Sickle cell mouse models are hot!

The development of ingenious mouse models of sickle cell disease by variable loss or removal of mouse globin genes and transgenic introduction of human α and β^Sand/or β^S-Antilles globin genes has profoundly improved the opportunities to understand the complex pathophysiology of the sickling disorders as well as to develop new therapies. It is vital, however, to validate these models by comparison to human sickle disorders. This is especially important for nonhemoglobin abnormalities that may both reflect and contribute to the chronic hemolysis, vascular occlusion, and organ damage so characteristic of these disorders. Thus, the study by Belcher and colleagues (page 3953) is very important because it demonstrates variable increases in markers of systemic inflammation in 4 different mouse models of sickle cell anemia. Among their findings are variable elevations in leukocyte counts, serum amyloid P-component levels (an acute phase protein related to C-reactive protein), and IL-6 levels. Animals also demonstrated evidence of large and small blood vessel endothelial activation, with increased lung VCAM, ICAM, and PECAM-1, as well as increased expression of lung nuclear factor kappa B (NF-κB). Because humans with sickle cell disease demonstrate similar evidence of variably increased markers of systemic inflammation, these data help to validate the mouse models.

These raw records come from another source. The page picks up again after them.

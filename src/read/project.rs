//! Re-serialization of the nodes under the cursor.

use crate::errors::Result;
use crate::node::{NodeType, ReadState};
use crate::read::XmlRead;
use crate::writer::{XmlSink, XmlWriter};

/// Writes the current node, without moving.
fn write_current<R: XmlRead + ?Sized>(reader: &mut R, sink: &mut dyn XmlSink) -> Result<()> {
    match reader.node_type() {
        NodeType::Element => {
            sink.write_start_element(reader.prefix(), reader.local_name(), reader.namespace_uri())?;
            write_attributes(reader, sink)?;
            if reader.is_empty_element() {
                sink.write_end_element()?;
            }
        }
        NodeType::Text => sink.write_string(reader.value())?,
        NodeType::Whitespace | NodeType::SignificantWhitespace => {
            sink.write_whitespace(reader.value())?
        }
        NodeType::CData => sink.write_cdata(reader.value())?,
        NodeType::EntityReference => sink.write_entity_ref(reader.name())?,
        NodeType::XmlDeclaration | NodeType::ProcessingInstruction => {
            sink.write_processing_instruction(reader.name(), reader.value())?
        }
        NodeType::DocumentType => sink.write_doctype(
            reader.name(),
            reader.get_attribute("PUBLIC"),
            reader.get_attribute("SYSTEM"),
            reader.value(),
        )?,
        NodeType::Comment => sink.write_comment(reader.value())?,
        NodeType::EndElement => sink.write_full_end_element()?,
        _ => {}
    }
    Ok(())
}

/// Writes every attribute of the current element, keeping entity references
/// in attribute values as references.
fn write_attributes<R: XmlRead + ?Sized>(reader: &mut R, sink: &mut dyn XmlSink) -> Result<()> {
    if !reader.move_to_first_attribute() {
        return Ok(());
    }
    loop {
        if !reader.is_default() {
            sink.write_start_attribute(
                reader.prefix(),
                reader.local_name(),
                reader.namespace_uri(),
            )?;
            while reader.read_attribute_value() {
                if reader.node_type() == NodeType::EntityReference {
                    sink.write_entity_ref(reader.name())?;
                } else {
                    sink.write_string(reader.value())?;
                }
            }
            sink.write_end_attribute()?;
        }
        if !reader.move_to_next_attribute() {
            break;
        }
    }
    reader.move_to_element();
    Ok(())
}

/// Writes the value of the current attribute and returns to it.
fn write_attribute_value<R: XmlRead + ?Sized>(
    reader: &mut R,
    sink: &mut dyn XmlSink,
) -> Result<()> {
    let name = reader.name().clone();
    while reader.read_attribute_value() {
        if reader.node_type() == NodeType::EntityReference {
            sink.write_entity_ref(reader.name())?;
        } else {
            sink.write_string(reader.value())?;
        }
    }
    reader.move_to_attribute(&name);
    Ok(())
}

/// Copies the current node and, for an element, its whole subtree into
/// `sink`, leaving the reader on the node that follows.
///
/// Before the first read the whole document is copied.
pub(crate) fn write_node<R: XmlRead + ?Sized>(
    reader: &mut R,
    sink: &mut dyn XmlSink,
) -> Result<()> {
    let start = match reader.node_type() {
        NodeType::None => None,
        _ => Some(reader.depth()),
    };
    loop {
        write_current(reader, sink)?;
        if !reader.read()? {
            break;
        }
        if let Some(depth) = start {
            let inside = depth < reader.depth()
                || (depth == reader.depth() && reader.node_type() == NodeType::EndElement);
            if !inside {
                break;
            }
        }
    }
    Ok(())
}

/// Copies the children of the current element into `sink` and moves past
/// its end tag.
fn write_children<R: XmlRead + ?Sized>(reader: &mut R, sink: &mut dyn XmlSink) -> Result<()> {
    let depth = reader.depth();
    while reader.read()? && depth < reader.depth() {
        write_current(reader, sink)?;
    }
    if depth == reader.depth() && reader.node_type() == NodeType::EndElement {
        reader.read()?;
    }
    Ok(())
}

pub(crate) fn read_inner_xml<R: XmlRead + ?Sized>(reader: &mut R) -> Result<String> {
    if reader.read_state() != ReadState::Interactive {
        return Ok(String::new());
    }
    let mut writer = XmlWriter::new(Vec::new());
    match reader.node_type() {
        NodeType::Attribute => write_attribute_value(reader, &mut writer)?,
        NodeType::Element => write_children(reader, &mut writer)?,
        _ => return Ok(String::new()),
    }
    writer.into_string()
}

pub(crate) fn read_outer_xml<R: XmlRead + ?Sized>(reader: &mut R) -> Result<String> {
    if reader.read_state() != ReadState::Interactive {
        return Ok(String::new());
    }
    let mut writer = XmlWriter::new(Vec::new());
    match reader.node_type() {
        NodeType::Attribute => {
            writer.write_start_attribute(
                reader.prefix(),
                reader.local_name(),
                reader.namespace_uri(),
            )?;
            write_attribute_value(reader, &mut writer)?;
            writer.write_end_attribute()?;
        }
        NodeType::Element => write_node(reader, &mut writer)?,
        _ => return Ok(String::new()),
    }
    writer.into_string()
}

Moreover, because leukocytosis in humans with sickle cell disease is a risk factor for disease severity and stroke, and because leukocytes and activated endothelial cells have been implicated in contributing to vascular occlusion, additional studies of these models are likely to provide both new insights into the pathophysiology of sickle cell disease, including the processes that link the hemoglobin abnormality to the inflammatory response, and opportunities to test novel therapeutic interventions.